The electors’ replies reached Wallenstein three weeks later, on
13 November, their refusals presented as delicately as possible by Franz
Albrecht, and with a hint that the generalissimo’s poor health contrib-
uted to the problem, as it could not be assumed that he would be able to
remain in his post to see the matter through.^29 Their responses were neg-
ative because at root the electors were not ready to abandon the Swedes,
not least because they still looked to be the stronger party.

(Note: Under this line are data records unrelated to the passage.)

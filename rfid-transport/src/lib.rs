//! Transport layer for the RFID access node
//!
//! This crate moves newline-terminated protocol lines between the node and
//! its host, over a serial port or an in-memory channel.

pub mod line;
pub mod serial;
pub mod memory;

pub use line::{LineBuffer, LineTransport, MAX_LINE_LENGTH};
pub use memory::{MemoryPeer, MemoryTransport};
pub use serial::{SerialLineTransport, SerialSettings};
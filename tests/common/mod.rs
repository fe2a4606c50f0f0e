use std::collections::HashMap;
use std::net::SocketAddr;
use std::path::Path;
use std::sync::Arc;
use std::time::Duration;

use axum::extract::{Path as UrlPath, State};
use axum::http::StatusCode as AxumStatus;
use axum::routing::post;
use axum::{Json, Router};
use reqwest::{Client, StatusCode};
use serde_json::{json, Value};
use tokio::sync::Mutex;

use sinchon::config::Config;
use sinchon::state::SharedState;

/// One request the fake Telegram API received.
#[derive(Debug, Clone)]
pub struct TelegramCall {
    pub path: String,
    pub body: Value,
}

/// In-process stand-in for api.telegram.org.
pub struct FakeTelegram {
    pub addr: SocketAddr,
    calls: Arc<Mutex<Vec<TelegramCall>>>,
}

#[derive(Clone)]
struct FakeTelegramState {
    calls: Arc<Mutex<Vec<TelegramCall>>>,
    status: AxumStatus,
    delay: Duration,
}

impl FakeTelegram {
    /// Start a fake API that answers every call with `status`.
    pub async fn start(status: u16) -> FakeTelegram {
        Self::start_with_delay(status, Duration::ZERO).await
    }

    /// Start a fake API that waits `delay` before answering.
    pub async fn start_with_delay(status: u16, delay: Duration) -> FakeTelegram {
        let calls = Arc::new(Mutex::new(Vec::new()));
        let state = FakeTelegramState {
            calls: calls.clone(),
            status: AxumStatus::from_u16(status).unwrap(),
            delay,
        };

        let app = Router::new()
            .route("/{*path}", post(record_call))
            .with_state(state);

        let listener = tokio::net::TcpListener::bind("127.0.0.1:0")
            .await
            .expect("Failed to bind fake telegram");
        let addr = listener.local_addr().unwrap();

        tokio::spawn(async move {
            axum::serve(listener, app).await.expect("Fake telegram failed");
        });

        FakeTelegram { addr, calls }
    }

    pub fn url(&self) -> String {
        format!("http://{}", self.addr)
    }

    pub async fn calls(&self) -> Vec<TelegramCall> {
        self.calls.lock().await.clone()
    }
}

async fn record_call(
    State(state): State<FakeTelegramState>,
    UrlPath(path): UrlPath<String>,
    Json(body): Json<Value>,
) -> (AxumStatus, Json<Value>) {
    state.calls.lock().await.push(TelegramCall { path, body });
    if !state.delay.is_zero() {
        tokio::time::sleep(state.delay).await;
    }
    (state.status, Json(json!({ "ok": state.status.is_success() })))
}

/// A running test server instance.
pub struct TestApp {
    pub addr: SocketAddr,
    pub client: Client,
    pub state: SharedState,
}

impl TestApp {
    pub fn url(&self, path: &str) -> String {
        format!("http://{}{}", self.addr, path)
    }

    /// Submit an application as JSON, return (body, status).
    pub async fn submit(&self, data: &Value) -> (Value, StatusCode) {
        let resp = self
            .client
            .post(self.url("/api/application"))
            .json(data)
            .send()
            .await
            .expect("submit request failed");
        let status = resp.status();
        let body: Value = resp.json().await.unwrap_or(json!(null));
        (body, status)
    }

    /// Submit form-urlencoded data, return (body, status).
    pub async fn submit_form(&self, data: &[(&str, &str)]) -> (Value, StatusCode) {
        let resp = self
            .client
            .post(self.url("/api/application"))
            .form(data)
            .send()
            .await
            .expect("submit form failed");
        let status = resp.status();
        let body: Value = resp.json().await.unwrap_or(json!(null));
        (body, status)
    }

    /// GET a JSON endpoint, return (body, status).
    pub async fn get_json(&self, path: &str) -> (Value, StatusCode) {
        let resp = self
            .client
            .get(self.url(path))
            .send()
            .await
            .expect("get request failed");
        let status = resp.status();
        let body: Value = resp.json().await.unwrap_or(json!(null));
        (body, status)
    }

    /// GET a page, return (text, status).
    pub async fn get_text(&self, path: &str) -> (String, StatusCode) {
        let resp = self
            .client
            .get(self.url(path))
            .send()
            .await
            .expect("get request failed");
        let status = resp.status();
        (resp.text().await.unwrap_or_default(), status)
    }
}

pub fn test_config(telegram: Option<&FakeTelegram>, static_dir: Option<&Path>) -> Config {
    let mut vars: HashMap<&str, String> = HashMap::new();
    vars.insert("HOST", "127.0.0.1".to_string());
    vars.insert("PORT", "0".to_string());
    vars.insert("LOG_LEVEL", "warn".to_string());

    if let Some(dir) = static_dir {
        vars.insert("STATIC_DIR", dir.display().to_string());
    }

    match telegram {
        Some(fake) => {
            vars.insert("TELEGRAM_API_URL", fake.url());
            vars.insert("TELEGRAM_BOT_TOKEN", "test-token".to_string());
            vars.insert("TELEGRAM_CHAT_ID", "12345".to_string());
        }
        // Unroutable base so an accidental call fails fast instead of hitting the real API.
        None => {
            vars.insert("TELEGRAM_API_URL", "http://127.0.0.1:9".to_string());
        }
    }

    Config::from_vars(|key| vars.get(key).cloned()).expect("Invalid test config")
}

/// Spawn a test app bound to a random port.
pub async fn spawn_app(telegram: Option<&FakeTelegram>) -> TestApp {
    spawn_app_with_config(test_config(telegram, None)).await
}

pub async fn spawn_app_with_config(config: Config) -> TestApp {
    let (app, state) = sinchon::build_app(config).expect("Failed to build app");

    let listener = tokio::net::TcpListener::bind("127.0.0.1:0")
        .await
        .expect("Failed to bind to random port");
    let addr = listener.local_addr().unwrap();

    tokio::spawn(async move {
        axum::serve(listener, app).await.expect("Server failed");
    });

    let client = Client::builder()
        .redirect(reqwest::redirect::Policy::none())
        .build()
        .unwrap();

    TestApp {
        addr,
        client,
        state,
    }
}

/// A scratch directory under the system temp dir, unique per test.
pub fn scratch_dir(name: &str) -> std::path::PathBuf {
    let dir = std::env::temp_dir().join(format!("sinchon_test_{name}_{}", std::process::id()));
    let _ = std::fs::remove_dir_all(&dir);
    std::fs::create_dir_all(&dir).expect("Failed to create scratch dir");
    dir
}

John George
of Saxony was a stubborn and conservative man who had only very
reluctantly been induced to break away from his duty to the emperor
and the Empire, which he saw as the natural order of things, but once
having done so the same conservative sense of honour and duty held
him bound to his new alliance. George William of Brandenburg was an
altogether weaker character, but as a Calvinist he found the emperor’s
religious policy even more threatening, and he had always been more
inclined towards the Swedes than his Saxon counterpart. For both,
the withdrawal of the Edict of Restitution was fundamental, but the
Imperial delegation’s position during the attempted mediation earlier
in the year, and the emperor’s increased anti-Protestant measures in his
own lands, gave them no encouragement, while Wallenstein’s reference
to the old religious peace was far too vague.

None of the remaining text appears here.